The Board has determined that it is in the best interests of the Company’s employees, creditors and shareholders to separate the roles of Chief Executive Officer and Chief Financial Officer. Therefore, effective June 16, 2008, Mr. Greico is reverting to his role of Chief Financial Officer, at the compensation level specified in his contract for such role, and the Board is considering candidates to fill the position of Chief Executive Officer. In the interim, Mr. Maza will increase his participation in the management of the Company and will resign from the Audit Committee of the Board.
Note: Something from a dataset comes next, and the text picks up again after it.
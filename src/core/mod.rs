//! Core: tuning constants and the game session context.

pub mod constants;
pub mod session;

pub use session::GameSession;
Mr. Maza became a director in May 2007, and Chairman of the Board on January 23, 2008. He also serves as Chairman of the Board’s Audit Committee and a member of the Compensation Committee. Mr. Maza is a licensed C.P.A. and attorney and has extensive experience in the pharmaceutical and drug development industries. Mr. Maza is currently President and Chief Financial Officer and a member of the Board of Directors of Intellect Neurosciences, Inc. (OTC: ILNS), a New York-based biotechnology company. Prior to joining Intellect, from December 2003 to May 2006, Mr. Maza was Chief Financial Officer of Emisphere Technologies (NASDAQ: EMIS), a biopharmaceutical company specializing in oral drug delivery. Previously, he was a partner at Ernst and Young LLP and a Vice President at Goldman Sachs, Inc., and JP Morgan Securities, Inc. Mr. Maza also practiced law at Sullivan and Cromwell. Mr. Maza received his J.D. degree from the University of Pennsylvania Law School and his Bachelor of Arts from Touro College
SIGNATURES
Pursuant to the requirements of the Securities Exchange Act of 1934, Auriga Laboratories, Inc. has duly caused this report to be signed on its behalf by the undersigned hereunto duly authorized.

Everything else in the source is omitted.